The rise was driven by pressure in the vegetables, fish and sugar, jams & syrups categories, each of which saw prices increase by between 3% and 4% month-on-month. Potatoes, in which the UK is more than 90% self-sufficient, suffered a particularly sharp increase during April, in the wake of rising production costs, labour shortages, lower storage crops and significant short-supply in many parts of Europe. This supply/demand imbalance looks set to continue for much of the rest of 2023.
More optimistically, conditions within three major upstream influencers on the price of food—oil, exchange rates and commodity markets—are now relatively benign compared to the volatility of 2022. The cost of Brent Crude oil has eased from $87 per barrel at the beginning of April to below $80 at the end of the month, with more falls expected during May, while sterling has remained stable. Inflation in categories that had been affected by high inflation since the start of the war in Ukraine, including oil & fats and dairy, continues to be subdued.

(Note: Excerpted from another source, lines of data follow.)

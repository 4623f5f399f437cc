//! Random instance generation, written in `knapsack_standard` format.

use std::path::PathBuf;

use clap::{Args, ValueEnum};
use rand::{Rng, SeedableRng};
use rand_chacha::ChaCha8Rng;
use tracing::info;

use super::instance::Instance;
use super::{KnapsackError, Profit, Weight};

/// The usual hardness classes: profits independent of weights, tied to
/// them within a band, or exactly offset (the hardest for bound-based
/// pruning). Subset-sum sets profit equal to weight.
#[derive(Clone, Copy, Debug, PartialEq, Eq, strum_macros::Display, ValueEnum)]
#[strum(serialize_all = "kebab-case")]
pub enum InstanceClass {
    Uncorrelated,
    WeaklyCorrelated,
    StronglyCorrelated,
    SubsetSum,
}

#[derive(Debug, Args)]
pub struct GenerateArgs {
    /// Seed for reproducible generation; random when omitted.
    #[arg(short, long)]
    pub seed: Option<u64>,

    /// Number of items.
    #[arg(short = 'n', long, default_value_t = 100)]
    pub item_number: usize,

    /// Knapsack capacity.
    #[arg(short, long, default_value_t = 1_000)]
    pub capacity: Weight,

    #[arg(long, default_value_t = 1)]
    pub min_weight: Weight,

    #[arg(long, default_value_t = 100)]
    pub max_weight: Weight,

    #[arg(long, value_enum, default_value_t = InstanceClass::Uncorrelated)]
    pub class: InstanceClass,

    /// Instance file to write; a `FORMAT.txt` is placed next to it.
    #[arg(short, long)]
    pub output: PathBuf,
}

impl GenerateArgs {
    pub fn generate(&self) -> Result<(), KnapsackError> {
        let mut rng = match self.seed {
            Some(seed) => ChaCha8Rng::seed_from_u64(seed),
            None => ChaCha8Rng::from_entropy(),
        };
        let ins = generate_instance(
            &mut rng,
            self.item_number,
            self.capacity,
            self.min_weight,
            self.max_weight,
            self.class,
        )?;
        ins.write(&self.output)?;
        if let Some(dir) = self.output.parent() {
            std::fs::write(dir.join("FORMAT.txt"), "knapsack_standard\n")?;
        }
        info!(
            n = self.item_number,
            c = self.capacity,
            class = ?self.class,
            path = %self.output.display(),
            "instance generated"
        );
        Ok(())
    }
}

pub fn generate_instance(
    rng: &mut ChaCha8Rng,
    n: usize,
    capacity: Weight,
    min_weight: Weight,
    max_weight: Weight,
    class: InstanceClass,
) -> Result<Instance, KnapsackError> {
    let mut ins = Instance::new(capacity);
    let band = (max_weight / 10).max(1);
    for _ in 0..n {
        let w = rng.gen_range(min_weight..=max_weight);
        let p: Profit = match class {
            InstanceClass::Uncorrelated => rng.gen_range(1..=max_weight),
            InstanceClass::WeaklyCorrelated => (w + rng.gen_range(-band..=band)).max(1),
            InstanceClass::StronglyCorrelated => w + band,
            InstanceClass::SubsetSum => w,
        };
        ins.add_item(w, p)?;
    }
    Ok(ins)
}

#[cfg(test)]
mod tests {
    use super::*;

    #[test]
    fn generated_instances_are_valid() {
        let mut rng = ChaCha8Rng::seed_from_u64(1);
        for class in [
            InstanceClass::Uncorrelated,
            InstanceClass::WeaklyCorrelated,
            InstanceClass::StronglyCorrelated,
            InstanceClass::SubsetSum,
        ] {
            let ins = generate_instance(&mut rng, 50, 500, 1, 60, class).unwrap();
            assert_eq!(ins.total_item_number(), 50);
            for pos in 0..50 {
                let it = ins.item(pos);
                assert!(it.w >= 1 && it.w <= 60);
                assert!(it.p >= 1);
                if class == InstanceClass::SubsetSum {
                    assert_eq!(it.p, it.w);
                }
            }
        }
    }

    #[test]
    fn seeded_generation_is_deterministic() {
        let mut a = ChaCha8Rng::seed_from_u64(9);
        let mut b = ChaCha8Rng::seed_from_u64(9);
        let x = generate_instance(&mut a, 20, 100, 1, 30, InstanceClass::Uncorrelated).unwrap();
        let y = generate_instance(&mut b, 20, 100, 1, 30, InstanceClass::Uncorrelated).unwrap();
        for pos in 0..20 {
            assert_eq!(x.item(pos), y.item(pos));
        }
    }

    #[test]
    fn generate_writes_instance_and_format() {
        let dir = tempfile::tempdir().unwrap();
        let args = GenerateArgs {
            seed: Some(3),
            item_number: 10,
            capacity: 50,
            min_weight: 1,
            max_weight: 10,
            class: InstanceClass::Uncorrelated,
            output: dir.path().join("gen.txt"),
        };
        args.generate().unwrap();
        let back = Instance::from_file(dir.path().join("gen.txt")).unwrap();
        assert_eq!(back.total_item_number(), 10);
        assert_eq!(back.total_capacity(), 50);
    }
}
mod benchmark;

use std::collections::HashMap;
use std::fs::File;
use std::path::PathBuf;
use std::time::Instant;

use anyhow::{Context, Result};
use benchmark::run_benchmark;
use clap::{Args, Parser, Subcommand};
use knapsacksolver::generate::GenerateArgs;
use knapsacksolver::{
    BabSolver, BalknapSolver, BellmanSolver, GreedyNlognSolver, GreedySolver, Instance,
    KnapsackSolver, Method, MinknapParams, MinknapSolver, Profit, UpperBound, Weight,
};
use lazy_static::lazy_static;
use serde::Serialize;
use tracing::info;
use tracing_subscriber::EnvFilter;

#[derive(Debug, Parser)]
#[command(author, version, about = "Exact solvers for the 0/1 knapsack problem")]
struct Cli {
    #[command(subcommand)]
    command: Command,
}

#[derive(Debug, Subcommand)]
enum Command {
    /// Solve an instance file.
    Solve(SolveArgs),
    /// Generate a random instance.
    Generate(GenerateArgs),
    /// Time an algorithm on an instance.
    Bench(BenchArgs),
}

#[derive(Debug, Clone, Copy, Args)]
struct SolverOptions {
    /// Upper bound used by the core solver.
    #[arg(long, value_enum, default_value_t = UpperBound::Dantzig)]
    upper_bound: UpperBound,

    /// Variable reduction: 0 none, 1 Dembo bounds, 2 Dantzig bounds.
    #[arg(long, default_value_t = 0)]
    reduction: u8,

    /// Solve the surrogate instance for a better initial solution.
    #[arg(long)]
    surrogate: bool,
}

#[derive(Debug, Args)]
struct SolveArgs {
    /// Instance file; its directory must contain a FORMAT.txt.
    #[arg(short, long, value_name = "INSTANCE_FILE", value_hint = clap::ValueHint::FilePath)]
    input: PathBuf,

    #[arg(short, long, value_enum, default_value_t = Method::DpMinknap)]
    algorithm: Method,

    #[command(flatten)]
    options: SolverOptions,

    /// Validate this certificate against the instance instead of solving.
    #[arg(long, value_name = "CERT_FILE")]
    cert: Option<PathBuf>,

    /// Write the solution as a whitespace-separated 0/1 vector.
    #[arg(short, long, value_name = "OUTPUT_FILE")]
    output: Option<PathBuf>,

    /// Write a JSON solve report (printed on stdout when omitted).
    #[arg(long, value_name = "REPORT_FILE")]
    report: Option<PathBuf>,

    #[arg(short, long)]
    verbose: bool,
}

#[derive(Debug, Args)]
struct BenchArgs {
    #[arg(short, long, value_name = "INSTANCE_FILE", value_hint = clap::ValueHint::FilePath)]
    input: PathBuf,

    #[arg(short, long, value_enum, default_value_t = Method::DpMinknap)]
    algorithm: Method,

    #[command(flatten)]
    options: SolverOptions,

    #[arg(short, long, value_name = "OUTPUT_FILE", default_value = "bench.json")]
    output: PathBuf,
}

#[derive(Debug, Serialize)]
struct SolveReport {
    algorithm: String,
    profit: Profit,
    weight: Weight,
    item_number: usize,
    proven_optimal: bool,
    elapsed_ms: u128,
}

type SolverFactory = fn(&SolverOptions) -> Box<dyn KnapsackSolver>;

lazy_static! {
    static ref METHOD_MAPPER: HashMap<Method, SolverFactory> = {
        let mut m: HashMap<Method, SolverFactory> = HashMap::new();
        m.insert(Method::Greedy, |_| Box::new(GreedySolver));
        m.insert(Method::GreedyNlogn, |_| Box::new(GreedyNlognSolver));
        m.insert(Method::DpBellman, |_| Box::new(BellmanSolver));
        m.insert(Method::DpBalknap, |_| Box::new(BalknapSolver));
        m.insert(Method::BabStar, |_| Box::new(BabSolver));
        m.insert(Method::DpMinknap, |options| {
            Box::new(MinknapSolver::new(MinknapParams {
                upper_bound: options.upper_bound,
                reduction: options.reduction,
                surrogate: options.surrogate,
                ..MinknapParams::default()
            }))
        });
        m
    };
}

fn get_solver(method: Method, options: &SolverOptions) -> Box<dyn KnapsackSolver> {
    METHOD_MAPPER[&method](options)
}

fn init_tracing(verbose: bool) {
    let default = if verbose { "debug" } else { "info" };
    let filter = EnvFilter::try_from_default_env().unwrap_or_else(|_| EnvFilter::new(default));
    tracing_subscriber::fmt()
        .with_env_filter(filter)
        .with_writer(std::io::stderr)
        .init();
}

fn solve(args: SolveArgs) -> Result<i32> {
    init_tracing(args.verbose);
    let mut ins = Instance::from_file(&args.input)
        .with_context(|| format!("reading {}", args.input.display()))?;

    if let Some(cert) = &args.cert {
        let profit = ins
            .check(cert)
            .with_context(|| format!("reading {}", cert.display()))?;
        println!("{}", profit);
        return Ok(if profit >= 0 { 0 } else { 2 });
    }

    let infeasible = ins.total_item_number() > 0
        && (0..ins.total_item_number() as knapsacksolver::ItemPos)
            .all(|pos| ins.item(pos).w > ins.total_capacity());

    let solver = get_solver(args.algorithm, &args.options);
    let start = Instant::now();
    let out = solver.solve(&mut ins);
    let elapsed = start.elapsed();
    info!(
        profit = out.solution.profit(),
        proven_optimal = out.proven_optimal,
        elapsed_ms = elapsed.as_millis() as u64,
        "solved"
    );

    if let Some(path) = &args.output {
        out.solution.write(path)?;
    }

    let report = SolveReport {
        algorithm: solver.method().as_ref().to_string(),
        profit: out.solution.profit(),
        weight: out.solution.weight(),
        item_number: out.solution.item_number(),
        proven_optimal: out.proven_optimal,
        elapsed_ms: elapsed.as_millis(),
    };
    match &args.report {
        Some(path) => serde_json::to_writer_pretty(File::create(path)?, &report)?,
        None => println!("{}", serde_json::to_string_pretty(&report)?),
    }

    if infeasible {
        return Ok(3);
    }
    Ok(if out.proven_optimal { 0 } else { 1 })
}

fn bench(args: BenchArgs) -> Result<i32> {
    init_tracing(false);
    let ins = Instance::from_file(&args.input)
        .with_context(|| format!("reading {}", args.input.display()))?;
    let solver = get_solver(args.algorithm, &args.options);
    let result = run_benchmark(solver.as_ref(), &ins)?;
    serde_json::to_writer_pretty(File::create(&args.output)?, &result)?;
    Ok(0)
}

fn run(cli: Cli) -> Result<i32> {
    match cli.command {
        Command::Solve(args) => solve(args),
        Command::Generate(args) => {
            init_tracing(false);
            args.generate()?;
            Ok(0)
        }
        Command::Bench(args) => bench(args),
    }
}

fn main() {
    let cli = Cli::parse();
    let code = match run(cli) {
        Ok(code) => code,
        Err(err) => {
            eprintln!("error: {:#}", err);
            2
        }
    };
    std::process::exit(code);
}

Prestige Purchasing CEO Shaun Allen said: “In spite of these April increases we expect to see inflation ease slowly over the course of 2023 as commodity pricing and prior year impacts kick in. The major question that remains is the speed of that decline as energy, labour costs and climate change remain significant constraints on progress with inflation reduction.”
James Ashurst, client director at CGA by NIQ, said: “After welcome signs respite over the first quarter of the year, it was disappointing to see inflation surge above 20% again in April. On top of soaring costs in other key inputs and the impact of the cost of living crisis on consumers, it leaves hospitality businesses facing some seismic challenges. The long-term outlook for this sector remains good, but trading remains exceptionally difficult.”